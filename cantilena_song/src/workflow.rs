// Workflow coordinator.
//
// `Composer` runs the whole lyric-to-song pipeline over boxed stage
// capabilities, so any stage can be swapped (tests use fakes for all of
// them). The run moves a `Song` through its stages:
//
//   Created -> Analyzed -> Melodized -> Validated -> SynthesisPrepared
//     -> SymbolicRendered -> VocalSynthesized -> Mixed -> MetadataSaved
//
// Everything up to SynthesisPrepared is fatal: an analysis or melody error,
// a failed alignment gate or an invalid synthesizer payload aborts the run.
// The later stages degrade: their failures are logged, recorded on the song
// and the corresponding output path stays empty. The final mix runs only
// when both the MIDI file and the vocal exist.
//
// Output files share one stem, `{safe_title}_{YYYYmmdd_HHMMSS}`, inside the
// configured output directory.

use cantilena_audio::{default_soundfont_candidates, discover_soundfont};
use cantilena_llm::{ChatCompletionsClient, NoSuggestions, TextSuggestionService};
use std::path::{Path, PathBuf};
use std::sync::Arc;
use std::time::Duration;
use tracing::{error, info, warn};

use crate::accompaniment::plan_accompaniment;
use crate::analysis::LyricAnalysis;
use crate::analyzer::{LyricAnalyzer, SuggestedLyricAnalyzer};
use crate::config::ComposerConfig;
use crate::diffsinger::DiffSingerInput;
use crate::error::{AlignmentError, ComposeError};
use crate::generator::{ContourMelodyGenerator, MelodyGenerator};
use crate::melody::{Melody, validate_melody};
use crate::midi::write_melody_midi;
use crate::mixing::{AudioMixer, MixLevels, Mixer};
use crate::song::{Song, SongStage};
use crate::synthesis::{ExternalProcessSynthesizer, SynthesisAdapter};

const MAX_TITLE_CHARS: usize = 20;

/// Per-run switches.
#[derive(Debug, Clone, Copy, PartialEq)]
pub struct ComposeOptions {
    pub synthesize: bool,
    pub export_midi: bool,
    pub create_final_mix: bool,
    pub accompaniment: bool,
    pub levels: MixLevels,
}

impl ComposeOptions {
    pub fn from_config(config: &ComposerConfig) -> Self {
        Self {
            synthesize: true,
            export_midi: true,
            create_final_mix: true,
            accompaniment: config.accompaniment,
            levels: MixLevels::from_config(&config.mix),
        }
    }
}

/// Keep alphanumerics, replace everything else with '_', cut to 20 chars.
pub fn safe_title(title: &str) -> String {
    title
        .chars()
        .map(|c| if c.is_alphanumeric() { c } else { '_' })
        .take(MAX_TITLE_CHARS)
        .collect()
}

/// Output files of one run.
#[derive(Debug, Clone, PartialEq, Eq)]
pub struct OutputPaths {
    pub midi: PathBuf,
    pub vocal: PathBuf,
    pub final_mix: PathBuf,
    pub metadata: PathBuf,
}

impl OutputPaths {
    pub fn new(output_dir: &Path, title: &str, timestamp: &str) -> Self {
        let stem = format!("{}_{}", safe_title(title), timestamp);
        Self {
            midi: output_dir.join(format!("{stem}.mid")),
            vocal: output_dir.join(format!("{stem}.wav")),
            final_mix: output_dir.join(format!("{stem}_final.wav")),
            metadata: output_dir.join(format!("{stem}_metadata.json")),
        }
    }

    /// Paths stamped with the current local time.
    pub fn now(output_dir: &Path, title: &str) -> Self {
        let timestamp = chrono::Local::now().format("%Y%m%d_%H%M%S").to_string();
        Self::new(output_dir, title, &timestamp)
    }
}

pub struct Composer {
    config: ComposerConfig,
    analyzer: Box<dyn LyricAnalyzer>,
    generator: Box<dyn MelodyGenerator>,
    synthesizer: Box<dyn SynthesisAdapter>,
    mixer: Box<dyn Mixer>,
    chords: Box<dyn TextSuggestionService>,
}

impl Composer {
    pub fn new(
        config: ComposerConfig,
        analyzer: Box<dyn LyricAnalyzer>,
        generator: Box<dyn MelodyGenerator>,
        synthesizer: Box<dyn SynthesisAdapter>,
        mixer: Box<dyn Mixer>,
        chords: Box<dyn TextSuggestionService>,
    ) -> Self {
        Self {
            config,
            analyzer,
            generator,
            synthesizer,
            mixer,
            chords,
        }
    }

    /// Production wiring: the configured suggestion service (or none), the
    /// external synthesizer and the SoundFont mixer. `soundfont` overrides
    /// the configured path; without either the usual locations are searched.
    pub fn from_config(config: ComposerConfig, soundfont: Option<PathBuf>) -> Self {
        let service = suggestion_service(&config);
        let soundfont = soundfont.or_else(|| config.mix.soundfont.clone()).or_else(|| {
            let home = std::env::var_os("HOME").map(PathBuf::from);
            discover_soundfont(&default_soundfont_candidates(home.as_deref()))
        });

        let analyzer = SuggestedLyricAnalyzer::new(
            Arc::clone(&service),
            config.language.forced(),
            config.melody.default_tempo,
        );
        let generator = ContourMelodyGenerator::new(Arc::clone(&service), config.melody.clone());
        let synthesizer = ExternalProcessSynthesizer::new(config.synthesis.external.clone());
        let mixer = AudioMixer::new(config.mix.clone(), soundfont);
        Self::new(
            config,
            Box::new(analyzer),
            Box::new(generator),
            Box::new(synthesizer),
            Box::new(mixer),
            Box::new(service),
        )
    }

    pub fn config(&self) -> &ComposerConfig {
        &self.config
    }

    fn analyze(&self, lyrics: &str) -> Result<LyricAnalysis, ComposeError> {
        self.analyzer.analyze(lyrics).inspect_err(|e| {
            error!(error = %e, "Lyric analysis failed");
        })
    }

    fn generate(&self, analysis: &LyricAnalysis) -> Result<Melody, ComposeError> {
        self.generator.generate(analysis).inspect_err(|e| {
            error!(error = %e, "Melody generation failed");
        })
    }

    fn alignment_gate(analysis: &LyricAnalysis, melody: &Melody) -> Result<(), AlignmentError> {
        let expected = analysis.word_list.len();
        if melody.word_notes.len() != expected {
            return Err(AlignmentError::WordCountMismatch {
                expected,
                actual: melody.word_notes.len(),
            });
        }
        validate_melody(melody, expected)
    }

    fn synth_input(melody: &Melody) -> Result<DiffSingerInput, AlignmentError> {
        let input = DiffSingerInput::serialize(melody);
        input.validate()?;
        info!(units = input.unit_count(), "Prepared synthesizer input");
        Ok(input)
    }

    /// Run analysis, melody, the alignment gate and serialization only.
    pub fn prepare_synth_input(&self, lyrics: &str) -> Result<DiffSingerInput, ComposeError> {
        let analysis = self.analyze(lyrics)?;
        let melody = self.generate(&analysis)?;
        Self::alignment_gate(&analysis, &melody)?;
        Ok(Self::synth_input(&melody)?)
    }

    /// Run the full workflow.
    pub fn compose(
        &self,
        lyrics: &str,
        title: &str,
        options: &ComposeOptions,
    ) -> Result<Song, ComposeError> {
        info!(title, "Starting song composition");
        let paths = OutputPaths::now(&self.config.output_dir, title);
        let mut song = Song::new(title, lyrics);

        let analysis = self.analyze(lyrics)?;
        song.style = analysis.suggested_style;
        song.advance(SongStage::Analyzed);
        info!(
            words = analysis.total_words,
            mood = analysis.emotional_tone.name(),
            "Analysis ready"
        );

        let melody = self.generate(&analysis)?;
        song.advance(SongStage::Melodized);
        info!(seconds = melody.total_duration(), "Melody ready");

        if let Err(e) = Self::alignment_gate(&analysis, &melody) {
            error!(error = %e, "Workflow validation failed");
            return Err(e.into());
        }
        song.advance(SongStage::Validated);

        let input = Self::synth_input(&melody).inspect_err(|e| {
            error!(error = %e, "Synthesizer input validation failed");
        })?;
        song.advance(SongStage::SynthesisPrepared);

        if options.export_midi {
            let accompaniment = options.accompaniment.then(|| {
                plan_accompaniment(&melody, analysis.suggested_style, self.chords.as_ref())
            });
            match write_melody_midi(&melody, accompaniment.as_ref(), &paths.midi) {
                Ok(()) => {
                    song.midi_path = Some(paths.midi.clone());
                    song.advance(SongStage::SymbolicRendered);
                }
                Err(e) => song.record_failure(SongStage::SymbolicRendered, e.to_string()),
            }
        }

        if options.synthesize {
            info!(synthesizer = self.synthesizer.name(), "Synthesizing vocals");
            match self.synthesizer.synthesize(&input, &paths.vocal) {
                Ok(path) => {
                    song.vocal_audio_path = Some(path);
                    song.advance(SongStage::VocalSynthesized);
                }
                Err(e) => song.record_failure(SongStage::VocalSynthesized, e.to_string()),
            }
        }

        if options.create_final_mix {
            match (&song.midi_path, &song.vocal_audio_path) {
                (Some(midi), Some(vocal)) => {
                    match self
                        .mixer
                        .create_final_mix(midi, vocal, &paths.final_mix, options.levels)
                    {
                        Ok(path) => {
                            song.final_audio_path = Some(path);
                            song.advance(SongStage::Mixed);
                        }
                        Err(e) => song.record_failure(SongStage::Mixed, e.to_string()),
                    }
                }
                _ => info!("Skipping final mix: MIDI or vocal track missing"),
            }
        }

        song.analysis = Some(analysis);
        song.melody = Some(melody);
        song.diffsinger_input = Some(input);
        self.save_metadata(&mut song, &paths.metadata);

        info!(stage = %song.stage, failures = song.failures.len(), "Composition complete");
        Ok(song)
    }

    fn save_metadata(&self, song: &mut Song, path: &Path) {
        let previous = song.stage;
        song.metadata_path = Some(path.to_path_buf());
        song.advance(SongStage::MetadataSaved);
        let result = serde_json::to_string_pretty(&*song)
            .map_err(ComposeError::from)
            .and_then(|json| {
                if let Some(parent) = path.parent().filter(|p| !p.as_os_str().is_empty()) {
                    std::fs::create_dir_all(parent)?;
                }
                std::fs::write(path, json)?;
                Ok(())
            });
        match result {
            Ok(()) => info!(path = %path.display(), "Metadata saved"),
            Err(e) => {
                song.metadata_path = None;
                song.stage = previous;
                song.record_failure(SongStage::MetadataSaved, e.to_string());
            }
        }
    }

    /// Mix an existing MIDI file and vocal WAV.
    pub fn mix_existing(
        &self,
        midi: &Path,
        vocal: &Path,
        output: &Path,
        levels: MixLevels,
    ) -> Result<PathBuf, ComposeError> {
        for input in [midi, vocal] {
            if !input.is_file() {
                error!(path = %input.display(), "Mixing input not found");
                return Err(ComposeError::MissingInput(input.to_path_buf()));
            }
        }
        Ok(self.mixer.create_final_mix(midi, vocal, output, levels)?)
    }
}

/// The configured chat-completions client, or `NoSuggestions` when no key is
/// set or the client cannot be built.
fn suggestion_service(config: &ComposerConfig) -> Arc<dyn TextSuggestionService> {
    if !config.llm.is_configured() {
        warn!("No suggestion service configured; using rule-based fallbacks");
        return Arc::new(NoSuggestions::new("no API key configured"));
    }
    match ChatCompletionsClient::new(
        config.llm.api_url.clone(),
        config.llm.model.clone(),
        config.llm.api_key.clone(),
        Duration::from_secs(config.llm.timeout_secs),
    ) {
        Ok(client) => Arc::new(client),
        Err(e) => {
            warn!(error = %e, "Suggestion client unavailable; using rule-based fallbacks");
            Arc::new(NoSuggestions::new(e.to_string()))
        }
    }
}

#[cfg(test)]
mod tests {
    use super::*;

    #[test]
    fn test_safe_title() {
        assert_eq!(safe_title("My Song!"), "My_Song_");
        assert_eq!(safe_title("小酒窝 长睫毛"), "小酒窝_长睫毛");
        assert_eq!(safe_title(&"x".repeat(40)).chars().count(), 20);
        assert_eq!(safe_title(""), "");
    }

    #[test]
    fn test_output_paths_share_stem() {
        let paths = OutputPaths::new(Path::new("out"), "Hi there", "20240101_120000");
        assert_eq!(paths.midi, PathBuf::from("out/Hi_there_20240101_120000.mid"));
        assert_eq!(paths.vocal, PathBuf::from("out/Hi_there_20240101_120000.wav"));
        assert_eq!(
            paths.final_mix,
            PathBuf::from("out/Hi_there_20240101_120000_final.wav")
        );
        assert_eq!(
            paths.metadata,
            PathBuf::from("out/Hi_there_20240101_120000_metadata.json")
        );
    }

    #[test]
    fn test_options_follow_config() {
        let config = ComposerConfig {
            accompaniment: true,
            ..ComposerConfig::default()
        };
        let options = ComposeOptions::from_config(&config);
        assert!(options.accompaniment && options.synthesize);
        assert_eq!(options.levels.vocal_volume, 1.0);
    }
}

--*--

* [Work request]: Reproduce, please, the lines of the material from its first line down to the line containing "aborts the run.", keeping both ends and nothing beyond them.

* [Answer for the task]:
filename cantilena_song/src/workflow.rs
// Workflow coordinator.
//
// `Composer` runs the whole lyric-to-song pipeline over boxed stage
// capabilities, so any stage can be swapped (tests use fakes for all of
// them). The run moves a `Song` through its stages:
//
//   Created -> Analyzed -> Melodized -> Validated -> SynthesisPrepared
//     -> SymbolicRendered -> VocalSynthesized -> Mixed -> MetadataSaved
//
// Everything up to SynthesisPrepared is fatal: an analysis or melody error,
// a failed alignment gate or an invalid synthesizer payload aborts the run.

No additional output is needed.